After his service, Felton lived in or near Washington, D.C. He was a member of the Washington Society of Landscape Painters from 1947 to 1955. The Evening Star (Washington, DC), December 24, 1950, covered the Landscape Club’s exhibition at the Arts Club. The review said “Eugene Felton’s ‘City’ and Carl Nyquist’s ‘Dead End’ (street) convey moods of despair and mediocrity, respectively.” Information about Felton’s art training has not been found.

Felton was a commercial artist. His posters for Steak Ranch Restaurant were cited in a 1956 issue of Art Direction, a graphic arts magazine.

The Evening Star, February 13, 1959, named the new officers of the Creative Graphic Services Association of Washington. Felton was its secretary.
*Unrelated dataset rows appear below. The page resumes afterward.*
//! Configuration file loader with multi-source merging

use super::file_config::FileConfig;
use figment::{
    Figment,
    providers::{Env, Format, Serialized, Toml},
};
use std::path::{Path, PathBuf};

const PROJECT_FILES: [&str; 2] = ["council.toml", ".council.toml"];

/// Environment variables with this prefix override file values;
/// `__` separates nested keys (`COUNCIL_RUN__MAX_HISTORY=10`).
pub const ENV_PREFIX: &str = "COUNCIL_";

/// The files that take part in one load, lowest priority first
#[derive(Debug, Clone, Default, PartialEq)]
pub struct ConfigSources {
    pub global: Option<PathBuf>,
    pub project: Option<PathBuf>,
    pub explicit: Option<PathBuf>,
}

impl ConfigSources {
    /// Find the global and project files that exist right now
    pub fn discover(explicit: Option<&Path>) -> Self {
        Self {
            global: ConfigLoader::global_config_path().filter(|p| p.exists()),
            project: ConfigLoader::project_config_path(Path::new(".")),
            explicit: explicit.map(Path::to_path_buf),
        }
    }

    /// Defaults merged with every file, without the environment layer
    pub fn figment(&self) -> Figment {
        let mut figment = Figment::new().merge(Serialized::defaults(FileConfig::default()));
        for path in [&self.global, &self.project, &self.explicit].into_iter().flatten() {
            figment = figment.merge(Toml::file(path));
        }
        figment
    }

    /// One line per source, for `council validate`
    pub fn describe(&self) -> Vec<String> {
        let line = |label: &str, path: &Option<PathBuf>, missing: String| match path {
            Some(path) => format!("  [FOUND] {:<8} {}", label, path.display()),
            None => format!("  [     ] {:<8} {}", label, missing),
        };

        let global_hint = ConfigLoader::global_config_path()
            .map(|p| p.display().to_string())
            .unwrap_or_else(|| "(no config directory)".to_string());
        vec![
            line("Explicit", &self.explicit, "--config <path>".to_string()),
            line("Project", &self.project, PROJECT_FILES.join(" or ")),
            line("Global", &self.global, global_hint),
            format!("  [     ] {:<8} {}*", "Env", ENV_PREFIX),
            "  [     ] Default  built-in defaults".to_string(),
        ]
    }
}

/// Configuration loader that handles file discovery and merging
pub struct ConfigLoader;

impl ConfigLoader {
    /// Load configuration from all sources with proper priority
    ///
    /// Priority (highest to lowest):
    /// 1. `COUNCIL_*` environment variables
    /// 2. Explicit config path (if provided)
    /// 3. Project root: `./council.toml` or `./.council.toml`
    /// 4. Global: `$XDG_CONFIG_HOME/council/config.toml`
    /// 5. Default values
    pub fn load(config_path: Option<&Path>) -> Result<FileConfig, Box<figment::Error>> {
        if let Some(path) = config_path
            && !path.exists()
        {
            return Err(Box::new(figment::Error::from(format!(
                "config file not found: {}",
                path.display()
            ))));
        }
        let sources = ConfigSources::discover(config_path);
        sources
            .figment()
            .merge(Env::prefixed(ENV_PREFIX).split("__"))
            .extract()
            .map_err(Box::new)
    }

    pub fn global_config_path() -> Option<PathBuf> {
        dirs::config_dir().map(|d| d.join("council").join("config.toml"))
    }

    /// The first project file found in `dir`
    pub fn project_config_path(dir: &Path) -> Option<PathBuf> {
        PROJECT_FILES
            .iter()
            .map(|name| dir.join(name))
            .find(|path| path.exists())
    }
}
Felton Design Studio produced the design and art for Athelstan Spilhaus’s publication, Turn to the Sea, in 1959. In the book, Navy Surgeon (1959), author Herbert Lamont Pugh acknowledged Felton’s contributions, “These drawings were made for me by Eugene C. Felton, a member of the Audio- Visual- Educational-Aid Section of the Bureau….”

Felton was listed in Who’s Who in Commercial Art and Photography: A Guide to Artists, Photographers, Agents, Studios, Representatives and Buyers of Art in the Graphics Field (1960) 

FELTON, Eugene C. DI 7-8692
1700 - 1 St., NW, Washington, D. C.
and in the 1964 edition
Felton Design Studio FE 8-4294
1830 Jefferson P1. N.W., Washington, D.C.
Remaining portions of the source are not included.